Collected data entries:
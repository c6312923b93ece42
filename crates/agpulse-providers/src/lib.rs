// Error types
pub mod error;

// Trait-based architecture (public API)
pub mod traits;

// Source implementations
pub mod claude;
pub mod codex;
pub mod cursor;
pub mod gemini;

// Source registry
pub mod registry;

// Shared parsing helpers
pub(crate) mod util;

// Traits
pub use traits::{ScanContext, SessionSource, SourceAdapter, SourceScan};

// Source scanners
pub use claude::ClaudeSource;
pub use codex::CodexSource;
pub use cursor::CursorSource;
pub use gemini::GeminiSource;

// Registry
pub use registry::{
    default_log_path, expand_home_path, get_all_sources, get_default_log_paths,
    get_source_metadata, SourceMetadata,
};

// Error types
pub use error::{Error, Result};
mod discovery;
mod parser;
mod schema;

pub use parser::CodexSource;
use crate::types::OutputFormat;
use agpulse_runtime::{Config, SourceConfig};
use agpulse_types::SourceKind;
use anyhow::Result;
use std::path::{Path, PathBuf};

pub fn list(data_dir: &Path, format: OutputFormat) -> Result<()> {
    let config = Config::load_from(&Config::config_path(data_dir))?;

    if format == OutputFormat::Json {
        let mut entries = serde_json::Map::new();
        for kind in SourceKind::ALL {
            let (enabled, log_root) = config.source_settings(kind);
            entries.insert(
                kind.name().to_string(),
                serde_json::json!({
                    "enabled": enabled,
                    "log_root": log_root.as_ref().map(|root| root.display().to_string()),
                }),
            );
        }
        println!("{}", serde_json::to_string_pretty(&entries)?);
        return Ok(());
    }

    println!("{:<15} {:<10} LOG_ROOT", "SOURCE", "ENABLED");
    println!("{}", "-".repeat(80));

    for kind in SourceKind::ALL {
        let (enabled, log_root) = config.source_settings(kind);
        let root = match &log_root {
            Some(root) => root.display().to_string(),
            None => "(none)".to_string(),
        };
        println!(
            "{:<15} {:<10} {}",
            kind.name(),
            if enabled { "yes" } else { "no" },
            root
        );
    }

    Ok(())
}

pub fn detect(data_dir: &Path) -> Result<()> {
    let config_path = Config::config_path(data_dir);
    let mut config = Config::load_from(&config_path)?;
    let detected = Config::detect();

    // Re-probing replaces source entries but leaves the rest of the
    // config (author filter, windows, exclusions) alone.
    config.sources = detected.sources;
    if config.repos_dir.is_none() {
        config.repos_dir = detected.repos_dir;
    }
    config.save_to(&config_path)?;

    println!("Detected {} source(s):", config.sources.len());
    for kind in SourceKind::ALL {
        if let Some(source) = config.sources.get(kind.name()) {
            println!("  {} -> {}", kind.name(), source.log_root.display());
        }
    }

    Ok(())
}

pub fn set(
    data_dir: &Path,
    source: &str,
    log_root: PathBuf,
    enable: bool,
    disable: bool,
) -> Result<()> {
    if enable && disable {
        anyhow::bail!("Cannot specify both --enable and --disable");
    }

    let Some(kind) = SourceKind::from_name(source) else {
        anyhow::bail!(
            "Unknown source '{}'. Valid sources: claude, codex, cursor, gemini",
            source
        );
    };

    let config_path = Config::config_path(data_dir);
    let mut config = Config::load_from(&config_path)?;

    let enabled = if enable { true } else { !disable };

    config.set_source(
        kind,
        SourceConfig {
            enabled,
            log_root: log_root.clone(),
        },
    );

    config.save_to(&config_path)?;

    println!(
        "Set source '{}': enabled={}, log_root={}",
        kind.name(),
        enabled,
        log_root.display()
    );

    Ok(())
}
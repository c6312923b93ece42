mod parser;
mod schema;
mod store;

pub use parser::CursorSource;
//! Ray-surface intersection: the `Hittable` trait, hit records and the scene list.

use crate::{Material, Ray};
use ivar_math::{Interval, Vec3};

/// Record of a ray-object intersection.
#[derive(Clone, Copy)]
pub struct HitRecord<'a> {
    /// Point of intersection
    pub p: Vec3,
    /// Unit surface normal, oriented against the incoming ray
    pub normal: Vec3,
    /// Material at the intersection point, borrowed from the surface that was hit
    pub material: &'a dyn Material,
    /// Ray parameter of the intersection
    pub t: f32,
    /// Whether the ray arrived from outside the surface
    pub front_face: bool,
}

impl<'a> HitRecord<'a> {
    /// Build the record for a hit at `t` along `ray`.
    ///
    /// `outward_normal` must be unit length and point out of the surface; it is
    /// flipped when the ray arrives from inside.
    pub fn new(ray: &Ray, t: f32, outward_normal: Vec3, material: &'a dyn Material) -> Self {
        let (front_face, normal) = face_normal(ray, outward_normal);
        Self {
            p: ray.at(t),
            normal,
            material,
            t,
            front_face,
        }
    }
}

/// Orient `outward_normal` against `ray`, reporting whether the ray hit the front face.
pub fn face_normal(ray: &Ray, outward_normal: Vec3) -> (bool, Vec3) {
    let front_face = ray.direction().dot(outward_normal) < 0.0;
    let normal = if front_face { outward_normal } else { -outward_normal };
    (front_face, normal)
}

/// Anything a ray can intersect.
pub trait Hittable: Send + Sync {
    /// Closest intersection with `t` strictly inside `ray_t`, if any.
    fn hit(&self, ray: &Ray, ray_t: Interval) -> Option<HitRecord<'_>>;
}

/// The scene: a flat list of surfaces searched linearly for the closest hit.
pub struct HittableList {
    objects: Vec<Box<dyn Hittable>>,
}

impl HittableList {
    pub fn new() -> Self {
        Self {
            objects: Vec::new(),
        }
    }

    /// Add an object to the list.
    pub fn add(&mut self, object: Box<dyn Hittable>) {
        self.objects.push(object);
    }

    pub fn len(&self) -> usize {
        self.objects.len()
    }

    pub fn is_empty(&self) -> bool {
        self.objects.is_empty()
    }
}

impl Default for HittableList {
    fn default() -> Self {
        Self::new()
    }
}

impl<H: Hittable + 'static> FromIterator<H> for HittableList {
    fn from_iter<I: IntoIterator<Item = H>>(iter: I) -> Self {
        Self {
            objects: iter
                .into_iter()
                .map(|object| Box::new(object) as Box<dyn Hittable>)
                .collect(),
        }
    }
}

impl Hittable for HittableList {
    fn hit(&self, ray: &Ray, ray_t: Interval) -> Option<HitRecord<'_>> {
        // Each accepted hit shrinks the search range for the rest
        self.objects.iter().fold(None::<HitRecord<'_>>, |closest, object| {
            let max = closest.map_or(ray_t.max, |rec| rec.t);
            object.hit(ray, ray_t.with_max(max)).or(closest)
        })
    }
}

#[cfg(test)]
mod tests {
    use super::*;
    use crate::{Color, Lambertian, Sphere};
    use std::sync::Arc;

    const FORWARD: Interval = Interval::new(0.001, f32::INFINITY);

    fn sphere_at(z: f32, radius: f32) -> Sphere {
        Sphere::new(
            Vec3::new(0.0, 0.0, z),
            radius,
            Arc::new(Lambertian::new(Color::splat(0.5))),
        )
    }

    #[test]
    fn test_face_normal_front() {
        let ray = Ray::new(Vec3::ZERO, Vec3::NEG_Z);
        assert_eq!(face_normal(&ray, Vec3::Z), (true, Vec3::Z));
    }

    #[test]
    fn test_face_normal_back() {
        let ray = Ray::new(Vec3::ZERO, Vec3::NEG_Z);
        assert_eq!(face_normal(&ray, Vec3::NEG_Z), (false, Vec3::Z));
    }

    #[test]
    fn test_hit_record_new_evaluates_ray() {
        let material = Lambertian::new(Color::ONE);
        let ray = Ray::new(Vec3::new(1.0, 0.0, 0.0), Vec3::new(0.0, 0.0, -2.0));
        let rec = HitRecord::new(&ray, 1.5, Vec3::Z, &material);

        assert_eq!(rec.p, Vec3::new(1.0, 0.0, -3.0));
        assert_eq!(rec.t, 1.5);
        assert!(rec.front_face);
    }

    #[test]
    fn test_empty_list_misses() {
        let world = HittableList::new();
        let ray = Ray::new(Vec3::ZERO, Vec3::NEG_Z);
        assert!(world.is_empty());
        assert!(world.hit(&ray, FORWARD).is_none());
    }

    #[test]
    fn test_list_reports_closest_hit_regardless_of_order() {
        let ray = Ray::new(Vec3::ZERO, Vec3::NEG_Z);

        // Far sphere first, near sphere second
        let mut world = HittableList::new();
        world.add(Box::new(sphere_at(-10.0, 1.0)));
        world.add(Box::new(sphere_at(-3.0, 1.0)));
        assert_eq!(world.len(), 2);

        let rec = world.hit(&ray, FORWARD).unwrap();
        assert!((rec.t - 2.0).abs() < 1e-5);

        // Near sphere first
        let world: HittableList = [sphere_at(-3.0, 1.0), sphere_at(-10.0, 1.0)]
            .into_iter()
            .collect();
        let rec = world.hit(&ray, FORWARD).unwrap();
        assert!((rec.t - 2.0).abs() < 1e-5);
    }

    #[test]
    fn test_list_keeps_earlier_hit_when_later_objects_miss() {
        let ray = Ray::new(Vec3::ZERO, Vec3::NEG_Z);
        let world: HittableList = [sphere_at(-3.0, 1.0), sphere_at(-10.0, 1.0), sphere_at(5.0, 1.0)]
            .into_iter()
            .collect();

        let rec = world.hit(&ray, FORWARD).unwrap();
        assert!((rec.t - 2.0).abs() < 1e-5);
    }

    #[test]
    fn test_list_respects_upper_bound() {
        let ray = Ray::new(Vec3::ZERO, Vec3::NEG_Z);
        let world: HittableList = [sphere_at(-10.0, 1.0)].into_iter().collect();
        assert!(world.hit(&ray, Interval::new(0.001, 5.0)).is_none());
    }
}
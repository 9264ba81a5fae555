use clap::{Parser, ValueEnum};
use log::LevelFilter;
use std::path::PathBuf;

/// Log levels selectable on the command line
#[derive(Debug, Clone, ValueEnum)]
pub enum LogLevel {
    Error,
    Warn,
    Info,
    Debug,
    Trace,
}

impl From<LogLevel> for LevelFilter {
    fn from(level: LogLevel) -> Self {
        match level {
            LogLevel::Error => LevelFilter::Error,
            LogLevel::Warn => LevelFilter::Warn,
            LogLevel::Info => LevelFilter::Info,
            LogLevel::Debug => LevelFilter::Debug,
            LogLevel::Trace => LevelFilter::Trace,
        }
    }
}

/// Built-in demo scenes
#[derive(Debug, Clone, Copy, PartialEq, Eq, ValueEnum)]
pub enum SceneChoice {
    /// Field of small random spheres around three large ones
    Cover,
    /// Three spheres showing diffuse, hollow glass and fuzzy metal
    Materials,
}

#[derive(Parser, Debug)]
#[command(name = "ivar")]
#[command(about = "Path trace a scene of spheres to a PPM or PNG image")]
pub struct Args {
    /// Scene to render
    #[arg(long, value_enum, default_value = "cover")]
    pub scene: SceneChoice,

    /// JSON camera configuration replacing the scene's camera
    #[arg(long)]
    pub camera: Option<PathBuf>,

    /// Image width in pixels
    #[arg(long)]
    pub width: Option<u32>,

    /// Image aspect ratio (width / height)
    #[arg(long)]
    pub aspect: Option<f32>,

    /// Number of samples per pixel
    #[arg(long, short = 's')]
    pub samples: Option<u32>,

    /// Maximum number of bounces per ray
    #[arg(long)]
    pub max_depth: Option<u32>,

    /// Number of parallel row bands (defaults to available cores)
    #[arg(long, short = 'j')]
    pub workers: Option<usize>,

    /// Seed for scene generation and sampling; random when omitted
    #[arg(long)]
    pub seed: Option<u64>,

    /// Output file path (.png for PNG, anything else for P3 PPM)
    #[arg(short, long, default_value = "output.ppm")]
    pub output: PathBuf,

    /// Set the logging level; RUST_LOG takes precedence
    #[arg(long, value_enum, default_value = "info")]
    pub log_level: LogLevel,
}
/// Closed range of reals, used for ray parameter bounds and color clamping.
#[derive(Debug, Clone, Copy, PartialEq)]
pub struct Interval {
    pub min: f32,
    pub max: f32,
}

impl Interval {
    /// Create a new interval given min and max values.
    pub const fn new(min: f32, max: f32) -> Self {
        Self { min, max }
    }

    /// Returns true if x is within the interval [min, max] (inclusive).
    pub fn contains(&self, x: f32) -> bool {
        self.min <= x && x <= self.max
    }

    /// Returns true if x is strictly within the interval (min, max) (exclusive).
    pub fn surrounds(&self, x: f32) -> bool {
        self.min < x && x < self.max
    }

    /// Clamps x to be within the interval [min, max].
    ///
    /// Unlike `f32::clamp` this never panics, so it is safe on the
    /// `EMPTY` sentinel where min > max.
    pub fn clamp(&self, x: f32) -> f32 {
        if x < self.min {
            self.min
        } else if x > self.max {
            self.max
        } else {
            x
        }
    }

    /// Returns a copy with the upper bound replaced.
    pub fn with_max(&self, max: f32) -> Interval {
        Interval::new(self.min, max)
    }

    /// An empty interval (min > max, contains nothing).
    pub const EMPTY: Interval = Interval {
        min: f32::INFINITY,
        max: f32::NEG_INFINITY,
    };

    /// A universe interval (contains everything).
    pub const UNIVERSE: Interval = Interval {
        min: f32::NEG_INFINITY,
        max: f32::INFINITY,
    };
}

impl Default for Interval {
    fn default() -> Self {
        Self::EMPTY
    }
}
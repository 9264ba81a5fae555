//! Demo scenes.

use crate::cli::SceneChoice;
use ivar_math::{gen_f32, gen_range_f32, random_vector, random_vector_range, Vec3};
use ivar_renderer::{
    CameraConfig, Color, Dielectric, HittableList, Lambertian, Material, Metal, Sphere,
};
use rand::RngCore;
use std::sync::Arc;

/// Geometry plus the camera it was composed for.
pub struct Scene {
    pub world: HittableList,
    pub camera: CameraConfig,
}

pub fn build(choice: SceneChoice, rng: &mut dyn RngCore) -> Scene {
    match choice {
        SceneChoice::Cover => cover(rng),
        SceneChoice::Materials => materials(),
    }
}

/// Ground plane of small random spheres with three large feature spheres.
pub fn cover(rng: &mut dyn RngCore) -> Scene {
    let mut world = HittableList::new();

    let ground: Arc<dyn Material> = Arc::new(Lambertian::new(Color::new(0.5, 0.5, 0.5)));
    world.add(Box::new(Sphere::new(Vec3::new(0.0, -1000.0, 0.0), 1000.0, ground)));

    let glass: Arc<dyn Material> = Arc::new(Dielectric::new(1.5));

    for a in -11..11 {
        for b in -11..11 {
            let choose_mat = gen_f32(rng);
            let center = Vec3::new(
                a as f32 + 0.9 * gen_f32(rng),
                0.2,
                b as f32 + 0.9 * gen_f32(rng),
            );

            if (center - Vec3::new(4.0, 0.2, 0.0)).length() <= 0.9 {
                continue;
            }

            let material: Arc<dyn Material> = if choose_mat < 0.8 {
                // Diffuse
                let albedo = random_vector(rng) * random_vector(rng);
                Arc::new(Lambertian::new(albedo))
            } else if choose_mat < 0.95 {
                // Metal
                let albedo = random_vector_range(rng, 0.5, 1.0);
                let fuzz = gen_range_f32(rng, 0.0, 0.5);
                Arc::new(Metal::new(albedo, fuzz))
            } else {
                Arc::clone(&glass)
            };
            world.add(Box::new(Sphere::new(center, 0.2, material)));
        }
    }

    world.add(Box::new(Sphere::new(Vec3::new(0.0, 1.0, 0.0), 1.0, glass)));
    world.add(Box::new(Sphere::new(
        Vec3::new(-4.0, 1.0, 0.0),
        1.0,
        Arc::new(Lambertian::new(Color::new(0.4, 0.2, 0.1))),
    )));
    world.add(Box::new(Sphere::new(
        Vec3::new(4.0, 1.0, 0.0),
        1.0,
        Arc::new(Metal::new(Color::new(0.7, 0.6, 0.5), 0.0)),
    )));

    log::info!("Created {} objects", world.len());

    let camera = CameraConfig::default()
        .with_resolution(1200, 16.0 / 9.0)
        .with_quality(100, 50)
        .with_position(Vec3::new(13.0, 2.0, 3.0), Vec3::ZERO, Vec3::Y)
        .with_lens(20.0, 0.6, 10.0);

    Scene { world, camera }
}

/// Diffuse, hollow glass and fuzzy metal spheres on a large ground sphere.
pub fn materials() -> Scene {
    let glass: Arc<dyn Material> = Arc::new(Dielectric::new(1.5));
    let air_bubble: Arc<dyn Material> = Arc::new(Dielectric::new(1.0 / 1.5));

    let world: HittableList = [
        Sphere::new(
            Vec3::new(0.0, -100.5, -1.0),
            100.0,
            Arc::new(Lambertian::new(Color::new(0.8, 0.8, 0.0))),
        ),
        Sphere::new(
            Vec3::new(0.0, 0.0, -1.2),
            0.5,
            Arc::new(Lambertian::new(Color::new(0.1, 0.2, 0.5))),
        ),
        Sphere::new(Vec3::new(-1.0, 0.0, -1.0), 0.5, glass),
        Sphere::new(Vec3::new(-1.0, 0.0, -1.0), 0.4, air_bubble),
        Sphere::new(
            Vec3::new(1.0, 0.0, -1.0),
            0.5,
            Arc::new(Metal::new(Color::new(0.8, 0.6, 0.2), 1.0)),
        ),
    ]
    .into_iter()
    .collect();

    let camera = CameraConfig::default()
        .with_resolution(400, 16.0 / 9.0)
        .with_quality(100, 50)
        .with_position(Vec3::new(-2.0, 2.0, 1.0), Vec3::new(0.0, 0.0, -1.0), Vec3::Y)
        .with_lens(20.0, 10.0, 3.4);

    Scene { world, camera }
}

#[cfg(test)]
mod tests {
    use super::*;
    use ivar_renderer::{Camera, Hittable, Interval, Ray};
    use rand::rngs::StdRng;
    use rand::SeedableRng;

    #[test]
    fn test_cover_scene_contents() {
        let scene = cover(&mut StdRng::seed_from_u64(1));
        // Ground + three feature spheres + most of the 22x22 grid
        assert!(scene.world.len() > 400 && scene.world.len() <= 4 + 22 * 22);
        assert!(Camera::new(scene.camera).is_ok());
    }

    #[test]
    fn test_cover_scene_is_seed_deterministic() {
        let a = cover(&mut StdRng::seed_from_u64(5));
        let b = cover(&mut StdRng::seed_from_u64(5));
        assert_eq!(a.world.len(), b.world.len());
    }

    #[test]
    fn test_materials_scene_camera_sees_center_sphere() {
        let scene = materials();
        assert_eq!(scene.world.len(), 5);

        let ray = Ray::new(Vec3::new(0.0, 0.0, 1.0), Vec3::NEG_Z);
        let rec = scene.world.hit(&ray, Interval::new(0.001, f32::INFINITY)).unwrap();
        assert!((rec.t - 1.7).abs() < 1e-4);
        assert!(Camera::new(scene.camera).is_ok());
    }
}
//! Camera configuration, ray generation and the parallel render loop.

use crate::band::{generate_bands, render_band, Progress};
use crate::error::{RenderError, RenderResult};
use crate::renderer::{ImageBuffer, RenderSettings};
use crate::{Color, Hittable, Ray};
use ivar_math::{gen_f32, random_in_unit_disk, NearZero, Vec3};
use rand::RngCore;
use rayon::prelude::*;
use serde::{Deserialize, Serialize};

/// Largest accepted image width or height, in pixels.
pub const MAX_IMAGE_DIMENSION: u32 = 1 << 16;

/// Largest accepted pixel count for one render.
pub const MAX_IMAGE_PIXELS: u64 = 1 << 28;

/// User-facing camera parameters. Read-only for the duration of a render.
#[derive(Debug, Clone, PartialEq, Serialize, Deserialize)]
#[serde(default)]
pub struct CameraConfig {
    // Image settings
    pub aspect_ratio: f32,
    pub image_width: u32,
    pub samples_per_pixel: u32,
    pub max_depth: u32,

    // Camera positioning
    pub look_from: Vec3,
    pub look_at: Vec3,
    pub vup: Vec3,

    // Lens settings
    pub vfov: f32,          // Vertical field of view in degrees
    pub defocus_angle: f32, // Variation angle of rays through each pixel, in degrees
    pub focus_dist: f32,    // Distance from camera to plane of perfect focus
}

impl Default for CameraConfig {
    fn default() -> Self {
        Self {
            aspect_ratio: 1.0,
            image_width: 100,
            samples_per_pixel: 10,
            max_depth: 10,
            look_from: Vec3::new(0.0, 0.0, -1.0),
            look_at: Vec3::new(0.0, 0.0, 0.0),
            vup: Vec3::new(0.0, 1.0, 0.0),
            vfov: 90.0,
            defocus_angle: 0.0,
            focus_dist: 10.0,
        }
    }
}

impl CameraConfig {
    /// Set image width and aspect ratio. Height is derived.
    pub fn with_resolution(mut self, width: u32, aspect_ratio: f32) -> Self {
        self.image_width = width;
        self.aspect_ratio = aspect_ratio;
        self
    }

    /// Set quality settings.
    pub fn with_quality(mut self, samples: u32, max_depth: u32) -> Self {
        self.samples_per_pixel = samples;
        self.max_depth = max_depth;
        self
    }

    /// Set camera position.
    pub fn with_position(mut self, look_from: Vec3, look_at: Vec3, vup: Vec3) -> Self {
        self.look_from = look_from;
        self.look_at = look_at;
        self.vup = vup;
        self
    }

    /// Set lens settings.
    pub fn with_lens(mut self, vfov: f32, defocus_angle: f32, focus_dist: f32) -> Self {
        self.vfov = vfov;
        self.defocus_angle = defocus_angle;
        self.focus_dist = focus_dist;
        self
    }

    /// Image height implied by width and aspect ratio, at least one row.
    pub fn image_height(&self) -> u32 {
        ((self.image_width as f32 / self.aspect_ratio) as u32).max(1)
    }

    /// Reject parameters that would make the camera geometry undefined.
    pub fn validate(&self) -> RenderResult<()> {
        let invalid = |msg: String| Err(RenderError::InvalidConfig(msg));

        if self.image_width == 0 {
            return invalid("image width must be at least 1".into());
        }
        if self.samples_per_pixel == 0 {
            return invalid("samples per pixel must be at least 1".into());
        }
        if !(self.aspect_ratio.is_finite() && self.aspect_ratio > 0.0) {
            return invalid(format!("aspect ratio must be positive, got {}", self.aspect_ratio));
        }
        let height = self.image_width as f32 / self.aspect_ratio;
        if !height.is_finite() || height > MAX_IMAGE_DIMENSION as f32 {
            return invalid(format!(
                "image height {} exceeds {} rows (width {}, aspect ratio {})",
                height, MAX_IMAGE_DIMENSION, self.image_width, self.aspect_ratio
            ));
        }
        if self.image_width > MAX_IMAGE_DIMENSION {
            return invalid(format!(
                "image width {} exceeds {} columns",
                self.image_width, MAX_IMAGE_DIMENSION
            ));
        }
        let pixels = self.image_width as u64 * self.image_height() as u64;
        if pixels > MAX_IMAGE_PIXELS {
            return invalid(format!("image has {} pixels, limit is {}", pixels, MAX_IMAGE_PIXELS));
        }
        if !(self.vfov > 0.0 && self.vfov < 180.0) {
            return invalid(format!("vertical fov must be in (0, 180) degrees, got {}", self.vfov));
        }
        if !(self.defocus_angle >= 0.0 && self.defocus_angle < 180.0) {
            return invalid(format!(
                "defocus angle must be in [0, 180) degrees, got {}",
                self.defocus_angle
            ));
        }
        if !(self.focus_dist.is_finite() && self.focus_dist > 0.0) {
            return invalid(format!("focus distance must be positive, got {}", self.focus_dist));
        }
        for (name, vector) in [("look_from", self.look_from), ("look_at", self.look_at), ("vup", self.vup)] {
            if !vector.is_finite() {
                return invalid(format!("{} must be finite, got {}", name, vector));
            }
        }
        if (self.look_from - self.look_at).near_zero() {
            return invalid("look_from and look_at coincide".into());
        }
        if self.vup.cross(self.look_from - self.look_at).near_zero() {
            return invalid("up vector is parallel to the view direction".into());
        }

        Ok(())
    }
}

/// Camera with its viewport geometry derived from a `CameraConfig`.
#[derive(Debug, Clone)]
pub struct Camera {
    config: CameraConfig,
    image_height: u32,
    center: Vec3,
    pixel00_loc: Vec3,
    pixel_delta_u: Vec3,
    pixel_delta_v: Vec3,
    u: Vec3,
    v: Vec3,
    w: Vec3,
    defocus_disk_u: Vec3,
    defocus_disk_v: Vec3,
    samples_scale: f32,
}

impl Camera {
    /// Validate the configuration and derive the camera basis and viewport.
    pub fn new(config: CameraConfig) -> RenderResult<Self> {
        config.validate()?;

        let image_height = config.image_height();
        let center = config.look_from;

        // Calculate viewport dimensions
        let theta = config.vfov.to_radians();
        let h = (theta / 2.0).tan();
        let viewport_height = 2.0 * h * config.focus_dist;
        let viewport_width = viewport_height * (config.image_width as f32 / image_height as f32);

        // Calculate camera basis vectors
        let w = (config.look_from - config.look_at).normalize();
        let u = config.vup.cross(w).normalize();
        let v = w.cross(u);

        // Vectors across the horizontal and down the vertical viewport edges
        let viewport_u = viewport_width * u;
        let viewport_v = -viewport_height * v;

        let pixel_delta_u = viewport_u / config.image_width as f32;
        let pixel_delta_v = viewport_v / image_height as f32;

        let viewport_upper_left =
            center - config.focus_dist * w - viewport_u / 2.0 - viewport_v / 2.0;
        let pixel00_loc = viewport_upper_left + 0.5 * (pixel_delta_u + pixel_delta_v);

        // Calculate defocus disk basis vectors
        let defocus_radius = config.focus_dist * (config.defocus_angle / 2.0).to_radians().tan();

        Ok(Self {
            samples_scale: 1.0 / config.samples_per_pixel as f32,
            image_height,
            center,
            pixel00_loc,
            pixel_delta_u,
            pixel_delta_v,
            u,
            v,
            w,
            defocus_disk_u: u * defocus_radius,
            defocus_disk_v: v * defocus_radius,
            config,
        })
    }

    pub fn image_width(&self) -> u32 {
        self.config.image_width
    }

    pub fn image_height(&self) -> u32 {
        self.image_height
    }

    pub fn samples_per_pixel(&self) -> u32 {
        self.config.samples_per_pixel
    }

    pub fn max_depth(&self) -> u32 {
        self.config.max_depth
    }

    /// Get the samples scale factor (1 / samples_per_pixel).
    pub fn samples_scale(&self) -> f32 {
        self.samples_scale
    }

    /// Camera frame: right, up and backward unit vectors.
    pub fn basis(&self) -> (Vec3, Vec3, Vec3) {
        (self.u, self.v, self.w)
    }

    /// Generate a ray for pixel (i, j) with random sampling.
    ///
    /// The target is jittered within the pixel's footprint; the origin is
    /// sampled on the defocus disk when the defocus angle is positive.
    pub fn get_ray(&self, i: u32, j: u32, rng: &mut dyn RngCore) -> Ray {
        let offset = sample_square(rng);

        let pixel_sample = self.pixel00_loc
            + ((i as f32) + offset.x) * self.pixel_delta_u
            + ((j as f32) + offset.y) * self.pixel_delta_v;

        let ray_origin = if self.config.defocus_angle <= 0.0 {
            self.center
        } else {
            self.defocus_disk_sample(rng)
        };

        Ray::new(ray_origin, pixel_sample - ray_origin)
    }

    /// Sample a point on the defocus disk.
    fn defocus_disk_sample(&self, rng: &mut dyn RngCore) -> Vec3 {
        let p = random_in_unit_disk(rng);
        self.center + p.x * self.defocus_disk_u + p.y * self.defocus_disk_v
    }

    /// Render the scene across `settings.workers` row bands.
    ///
    /// Blocks until every band is finished. The returned buffer holds the
    /// averaged linear color of each pixel.
    pub fn render(&self, world: &dyn Hittable, settings: &RenderSettings) -> RenderResult<ImageBuffer> {
        if settings.workers == 0 {
            return Err(RenderError::InvalidConfig(
                "worker count must be at least 1".into(),
            ));
        }

        let width = self.image_width();
        let height = self.image_height;
        let bands = generate_bands(height, settings.workers);

        let pool = rayon::ThreadPoolBuilder::new()
            .num_threads(bands.len())
            .thread_name(|i| format!("ivar-band-{i}"))
            .build()?;

        log::info!(
            "Rendering {}x{} @ {} spp, max depth {}, {} bands",
            width,
            height,
            self.samples_per_pixel(),
            self.max_depth(),
            bands.len()
        );

        let mut image = ImageBuffer::new(width, height);
        let progress = Progress::new(height);

        // Carve the buffer into disjoint per-band slices
        let mut work: Vec<_> = Vec::with_capacity(bands.len());
        let mut rest: &mut [Color] = &mut image.pixels;
        for band in &bands {
            let (head, tail) =
                std::mem::take(&mut rest).split_at_mut(band.row_count() as usize * width as usize);
            work.push((band, head));
            rest = tail;
        }

        pool.install(|| {
            work.into_par_iter().for_each(|(band, pixels)| {
                let mut rng = band.rng(settings.seed);
                render_band(band, self, world, &settings.background, &mut rng, pixels, &progress);
            });
        });

        log::info!("Done in {:.2} seconds", progress.elapsed_secs());

        Ok(image)
    }
}

/// Sample a random offset in the unit square [-0.5, 0.5) x [-0.5, 0.5).
fn sample_square(rng: &mut dyn RngCore) -> Vec3 {
    Vec3::new(gen_f32(rng) - 0.5, gen_f32(rng) - 0.5, 0.0)
}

▶ _Problem statement_
From the data above, copy each line with the string "inside" in it.

▶ _Finished exercise_
    /// flipped when the ray arrives from inside.
    /// Closest intersection with `t` strictly inside `ray_t`, if any.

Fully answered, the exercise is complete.